Erfahrungsbericht
CMT 2026: Warum Barrierefreiheit noch immer im Hintergrund parkt
26. Februar 2026 · von Michael
Das Versteckspiel der Kreuzfahrtriesen
Es gibt sie: die perfekt gestalteten Hochglanz-Broschüren für barrierefreies Reisen. Sie zeigen detaillierte Kabinenpläne und erklären jedes Hilfsmittel an Bord. Doch wer sie sucht, braucht Detektivspürsinn. Anstatt diese Informationen stolz zu präsentieren, liegen sie versteckt im Hintergrund. Erst auf explizite Nachfrage wird danach gesucht. Barrierefreiheit wird hier als „Sonderfall“ behandelt, nicht als Teil eines modernen Selbstverständnisses.

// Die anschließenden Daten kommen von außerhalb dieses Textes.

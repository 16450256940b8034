//! eFuse field definitions for the esp32s3

use super::{
    blocks_v2, controller_v2, v2_fields, Category, CodingRule, EfuseBlock, EfuseField, EfuseLayout,
    FlashVoltageFields, MEM_SIZE_V2,
};
use crate::target::Chip;

pub(crate) const DR_REG_EFUSE_BASE: u32 = 0x6000_7000;

/// All eFuse blocks available on this device.
pub(crate) const BLOCKS: &[EfuseBlock] = &blocks_v2(DR_REG_EFUSE_BASE);

/// Disable programming of individual eFuses
pub const WR_DIS: EfuseField = EfuseField::new("WR_DIS", 0, 0, 0, 32).category(Category::Efuse);
/// Disable reading from BlOCK4-10
pub const RD_DIS: EfuseField = EfuseField::new("RD_DIS", 0, 1, 32, 7)
    .category(Category::Efuse)
    .wr_dis(0);
/// Set this bit to disable Icache
pub const DIS_ICACHE: EfuseField = EfuseField::new("DIS_ICACHE", 0, 1, 40, 1).wr_dis(2);
/// Set this bit to disable Dcache
pub const DIS_DCACHE: EfuseField = EfuseField::new("DIS_DCACHE", 0, 1, 41, 1).wr_dis(2);
/// Disables Icache when SoC is in Download mode
pub const DIS_DOWNLOAD_ICACHE: EfuseField = EfuseField::new("DIS_DOWNLOAD_ICACHE", 0, 1, 42, 1)
    .category(Category::Security)
    .wr_dis(2);
/// Disables Dcache when SoC is in Download mode
pub const DIS_DOWNLOAD_DCACHE: EfuseField = EfuseField::new("DIS_DOWNLOAD_DCACHE", 0, 1, 43, 1)
    .category(Category::Security)
    .wr_dis(2);
/// Set this bit to disable the function that forces chip into download mode
pub const DIS_FORCE_DOWNLOAD: EfuseField = EfuseField::new("DIS_FORCE_DOWNLOAD", 0, 1, 44, 1)
    .category(Category::Security)
    .wr_dis(2);
/// Set this bit to disable USB OTG function
pub const DIS_USB_OTG: EfuseField = EfuseField::new("DIS_USB_OTG", 0, 1, 45, 1).wr_dis(2);
/// Set this bit to disable the TWAI Controller function
pub const DIS_TWAI: EfuseField = EfuseField::new("DIS_TWAI", 0, 1, 46, 1).wr_dis(2);
/// Disable app cpu
pub const DIS_APP_CPU: EfuseField = EfuseField::new("DIS_APP_CPU", 0, 1, 47, 1).wr_dis(2);
/// Set these bits to disable JTAG in the soft way (odd number 1 means disable).
/// JTAG can be enabled in HMAC module
pub const SOFT_DIS_JTAG: EfuseField = EfuseField::new("SOFT_DIS_JTAG", 0, 1, 48, 3)
    .category(Category::Security)
    .wr_dis(31);
/// Set this bit to disable JTAG in the hard way. JTAG is disabled permanently
pub const DIS_PAD_JTAG: EfuseField = EfuseField::new("DIS_PAD_JTAG", 0, 1, 51, 1)
    .category(Category::Security)
    .wr_dis(2);
/// Disables flash encryption when in download boot modes
pub const DIS_DOWNLOAD_MANUAL_ENCRYPT: EfuseField =
    EfuseField::new("DIS_DOWNLOAD_MANUAL_ENCRYPT", 0, 1, 52, 1)
        .category(Category::Security)
        .wr_dis(2);
/// Set this bit to exchange USB D+ and D- pins
pub const USB_EXCHG_PINS: EfuseField = EfuseField::new("USB_EXCHG_PINS", 0, 1, 57, 1).wr_dis(30);
/// Set this bit to enable external PHY
pub const USB_EXT_PHY_ENABLE: EfuseField =
    EfuseField::new("USB_EXT_PHY_ENABLE", 0, 1, 58, 1).wr_dis(30);
/// If VDD_SPI_FORCE is 1, this value determines if the VDD_SPI regulator is
/// powered on
pub const VDD_SPI_XPD: EfuseField = EfuseField::new("VDD_SPI_XPD", 0, 2, 68, 1)
    .category(Category::FlashVoltage)
    .wr_dis(3);
/// If VDD_SPI_FORCE is 1, determines VDD_SPI voltage. 0: 1.8V, 1: 3.3V
pub const VDD_SPI_TIEH: EfuseField = EfuseField::new("VDD_SPI_TIEH", 0, 2, 69, 1)
    .category(Category::FlashVoltage)
    .wr_dis(3);
/// Set this bit to use XPD_VDD_PSI_REG and VDD_SPI_TIEH to configure VDD_SPI LDO
pub const VDD_SPI_FORCE: EfuseField = EfuseField::new("VDD_SPI_FORCE", 0, 2, 70, 1)
    .category(Category::FlashVoltage)
    .wr_dis(3);
/// RTC watchdog timeout threshold; in unit of slow clock cycle
pub const WDT_DELAY_SEL: EfuseField = EfuseField::new("WDT_DELAY_SEL", 0, 2, 80, 2).wr_dis(3);
/// Enables encryption and decryption, when an SPI boot mode is set
pub const SPI_BOOT_CRYPT_CNT: EfuseField = EfuseField::new("SPI_BOOT_CRYPT_CNT", 0, 2, 82, 3)
    .category(Category::Security)
    .wr_dis(4);
/// Enabled revocation of secure boot key 0
pub const SECURE_BOOT_KEY_REVOKE0: EfuseField =
    EfuseField::new("SECURE_BOOT_KEY_REVOKE0", 0, 2, 85, 1)
        .category(Category::Security)
        .wr_dis(5);
/// Enabled revocation of secure boot key 1
pub const SECURE_BOOT_KEY_REVOKE1: EfuseField =
    EfuseField::new("SECURE_BOOT_KEY_REVOKE1", 0, 2, 86, 1)
        .category(Category::Security)
        .wr_dis(6);
/// Enabled revocation of secure boot key 2
pub const SECURE_BOOT_KEY_REVOKE2: EfuseField =
    EfuseField::new("SECURE_BOOT_KEY_REVOKE2", 0, 2, 87, 1)
        .category(Category::Security)
        .wr_dis(7);
/// Purpose of KEY0
pub const KEY_PURPOSE_0: EfuseField = EfuseField::new("KEY_PURPOSE_0", 0, 2, 88, 4)
    .category(Category::Security)
    .wr_dis(8);
/// Purpose of KEY1
pub const KEY_PURPOSE_1: EfuseField = EfuseField::new("KEY_PURPOSE_1", 0, 2, 92, 4)
    .category(Category::Security)
    .wr_dis(9);
/// Purpose of KEY2
pub const KEY_PURPOSE_2: EfuseField = EfuseField::new("KEY_PURPOSE_2", 0, 3, 96, 4)
    .category(Category::Security)
    .wr_dis(10);
/// Purpose of KEY3
pub const KEY_PURPOSE_3: EfuseField = EfuseField::new("KEY_PURPOSE_3", 0, 3, 100, 4)
    .category(Category::Security)
    .wr_dis(11);
/// Purpose of KEY4
pub const KEY_PURPOSE_4: EfuseField = EfuseField::new("KEY_PURPOSE_4", 0, 3, 104, 4)
    .category(Category::Security)
    .wr_dis(12);
/// Purpose of KEY5
pub const KEY_PURPOSE_5: EfuseField = EfuseField::new("KEY_PURPOSE_5", 0, 3, 108, 4)
    .category(Category::Security)
    .wr_dis(13);
/// Set this bit to enable secure boot
pub const SECURE_BOOT_EN: EfuseField = EfuseField::new("SECURE_BOOT_EN", 0, 3, 116, 1)
    .category(Category::Security)
    .wr_dis(15);
/// Set this bit to enable aggressive secure boot key revocation mode
pub const SECURE_BOOT_AGGRESSIVE_REVOKE: EfuseField =
    EfuseField::new("SECURE_BOOT_AGGRESSIVE_REVOKE", 0, 3, 117, 1)
        .category(Category::Security)
        .wr_dis(16);
/// Configures flash startup delay after SoC power-up, in unit of (ms/2)
pub const FLASH_TPUW: EfuseField = EfuseField::new("FLASH_TPUW", 0, 3, 124, 4).wr_dis(18);
/// Set this bit to disable all download boot modes
pub const DIS_DOWNLOAD_MODE: EfuseField = EfuseField::new("DIS_DOWNLOAD_MODE", 0, 4, 128, 1)
    .category(Category::Security)
    .wr_dis(18);
/// Disable direct boot mode
pub const DIS_DIRECT_BOOT: EfuseField = EfuseField::new("DIS_DIRECT_BOOT", 0, 4, 129, 1)
    .category(Category::Security)
    .wr_dis(18);
/// USB printing
pub const DIS_USB_SERIAL_JTAG_ROM_PRINT: EfuseField =
    EfuseField::new("DIS_USB_SERIAL_JTAG_ROM_PRINT", 0, 4, 130, 1).wr_dis(18);
/// Flash ECC mode in ROM
pub const FLASH_ECC_MODE: EfuseField = EfuseField::new("FLASH_ECC_MODE", 0, 4, 131, 1).wr_dis(18);
/// Disable UART download mode through USB-Serial-JTAG
pub const DIS_USB_SERIAL_JTAG_DOWNLOAD_MODE: EfuseField =
    EfuseField::new("DIS_USB_SERIAL_JTAG_DOWNLOAD_MODE", 0, 4, 132, 1)
        .category(Category::Security)
        .wr_dis(18);
/// Set this bit to enable secure UART download mode
pub const ENABLE_SECURITY_DOWNLOAD: EfuseField =
    EfuseField::new("ENABLE_SECURITY_DOWNLOAD", 0, 4, 133, 1)
        .category(Category::Security)
        .wr_dis(18);
/// Set the default UART boot message output mode
pub const UART_PRINT_CONTROL: EfuseField =
    EfuseField::new("UART_PRINT_CONTROL", 0, 4, 134, 2).wr_dis(18);
/// Set default power supply for GPIO33-GPIO37, set when SPI flash is
/// initialized
pub const PIN_POWER_SELECTION: EfuseField =
    EfuseField::new("PIN_POWER_SELECTION", 0, 4, 136, 1).wr_dis(18);
/// SPI flash type
pub const FLASH_TYPE: EfuseField = EfuseField::new("FLASH_TYPE", 0, 4, 137, 1).wr_dis(18);
/// Flash page size
pub const FLASH_PAGE_SIZE: EfuseField = EfuseField::new("FLASH_PAGE_SIZE", 0, 4, 138, 2).wr_dis(18);
/// Enable ECC for flash boot
pub const FLASH_ECC_EN: EfuseField = EfuseField::new("FLASH_ECC_EN", 0, 4, 140, 1).wr_dis(18);
/// Set this bit to force ROM code to send a resume command during SPI boot
pub const FORCE_SEND_RESUME: EfuseField =
    EfuseField::new("FORCE_SEND_RESUME", 0, 4, 141, 1).wr_dis(18);
/// Secure version (used by ESP-IDF anti-rollback feature)
pub const SECURE_VERSION: EfuseField = EfuseField::new("SECURE_VERSION", 0, 4, 142, 16)
    .category(Category::Security)
    .wr_dis(18);

pub(crate) const FIELDS: &[EfuseField] = v2_fields![
    WR_DIS,
    RD_DIS,
    DIS_ICACHE,
    DIS_DCACHE,
    DIS_DOWNLOAD_ICACHE,
    DIS_DOWNLOAD_DCACHE,
    DIS_FORCE_DOWNLOAD,
    DIS_USB_OTG,
    DIS_TWAI,
    DIS_APP_CPU,
    SOFT_DIS_JTAG,
    DIS_PAD_JTAG,
    DIS_DOWNLOAD_MANUAL_ENCRYPT,
    USB_EXCHG_PINS,
    USB_EXT_PHY_ENABLE,
    VDD_SPI_XPD,
    VDD_SPI_TIEH,
    VDD_SPI_FORCE,
    WDT_DELAY_SEL,
    SPI_BOOT_CRYPT_CNT,
    SECURE_BOOT_KEY_REVOKE0,
    SECURE_BOOT_KEY_REVOKE1,
    SECURE_BOOT_KEY_REVOKE2,
    KEY_PURPOSE_0,
    KEY_PURPOSE_1,
    KEY_PURPOSE_2,
    KEY_PURPOSE_3,
    KEY_PURPOSE_4,
    KEY_PURPOSE_5,
    SECURE_BOOT_EN,
    SECURE_BOOT_AGGRESSIVE_REVOKE,
    FLASH_TPUW,
    DIS_DOWNLOAD_MODE,
    DIS_DIRECT_BOOT,
    DIS_USB_SERIAL_JTAG_ROM_PRINT,
    FLASH_ECC_MODE,
    DIS_USB_SERIAL_JTAG_DOWNLOAD_MODE,
    ENABLE_SECURITY_DOWNLOAD,
    UART_PRINT_CONTROL,
    PIN_POWER_SELECTION,
    FLASH_TYPE,
    FLASH_PAGE_SIZE,
    FLASH_ECC_EN,
    FORCE_SEND_RESUME,
    SECURE_VERSION,
];

pub(crate) const FLASH_VOLTAGE: FlashVoltageFields = FlashVoltageFields {
    force: VDD_SPI_FORCE.name,
    regulator: VDD_SPI_XPD.name,
    tieh: VDD_SPI_TIEH.name,
};

pub(crate) static LAYOUT: EfuseLayout = EfuseLayout {
    chip: Chip::Esp32s3,
    blocks: BLOCKS,
    fields: FIELDS,
    controller: controller_v2(DR_REG_EFUSE_BASE),
    coding: CodingRule::ReedSolomon,
    mem_base: DR_REG_EFUSE_BASE,
    mem_size: MEM_SIZE_V2,
    flash_voltage: Some(FLASH_VOLTAGE),
};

Inklusions Theater: Wenn das System „Nein“ sagt
Ein besonderer Tiefpunkt war der Versuch einer Spontanbuchung für ein Musical. Rabatt-Aktionen von 35 % locken das Messepublikum – doch die Ernüchterung folgt am Schalter. 15 Minuten Wartezeit für die Erkenntnis: Rollstuhlplätze sind über das System nicht buchbar. Das ist im Jahr 2026 ein Armutszeugnis. Es zeigt deutlich, welchen Stellenwert Menschen mit Behinderung in der digitalen Infrastruktur der Unterhaltungsriesen wirklich haben: Sie kommen schlicht nicht vor. Wenn die Buchung zur Barriere wird, hilft auch der freundlichste Service am Stand nicht weiter.
Die 10 %-Ironie der Freizeitparks
Viele Freizeitparks warben mit einem Messe-Discount von 10 %. Ein nettes Angebot – für alle, außer für Menschen mit Behinderung. Diese Exklusion bei Rabattaktionen ist nicht nur unlogisch, sondern ein Schlag ins Gesicht für eine Zielgruppe, die ohnehin oft mit höheren Reisekosten zu kämpfen hat.














Bildnachweis: Michael Töller
Lichtblicke: Wo Inklusion funktioniert
Es gab sie, die Orte, an denen man sich willkommen und verstanden fühlte:
ZSL Stuttgart & Magazin „Barrierefrei Erleben“: Der Stand in Halle 6 war der Anlaufpunkt Nummer eins. Hier wurden barrierefreie Ziele gebündelt präsentiert – eine echte Service-Oase in der Informationsflut.
Hamburg: Die Hansestadt zeigt, wie es geht. Eine eigene Broschüre, durchdachte Routenvorschläge und klare Infos zu Verkehrsmitteln. Hamburg landet für 2026 definitiv auf unserer To-do-Liste.
Goldener Rollstuhl: Die Verleihung dieses Preises (unter anderem an das Lausitzer Seenland) war ein echtes Highlight und zeigt, dass es Akteure gibt, die Barrierefreiheit als Qualitätsmerkmal begreifen.
Das Paradoxon des Messegeländes
Es ist paradox: Die Messe Stuttgart ist baulich vorbildlich barrierefrei. Die Hallen sind weitläufig und zugänglich. Doch die Getränke- und Foodstände sind es oft nicht. Wer im Rollstuhl sitzt, schaut buchstäblich gegen die Theke. Ein trauriges Bild, wenn man bedenkt, wie viele Besucher mit Mobilitätseinschränkungen am besucherstarken Samstag unterwegs waren.
Fazit: Mehr Schein als Sein?
Die CMT 2026 bietet einen umfassenden Überblick, doch das Thema „Disability“ wird von vielen Ausstellern noch immer stiefmütterlich behandelt. Besonders internationale Destinationen wie Spanien, Italien oder die USA glänzten oft durch Abwesenheit von Informationen.
Wir werden unseren Besuch im nächsten Jahr auf zwei Tage straffen. Die Zeit, die man mit dem Suchen nach „versteckten“ Informationen verbringt, investieren wir lieber in die Zusammenarbeit mit den Partnern, die es ernst meinen. Ein Beispiel dafür sind das Team vom ZSL oder die Vorreiter aus Hamburg.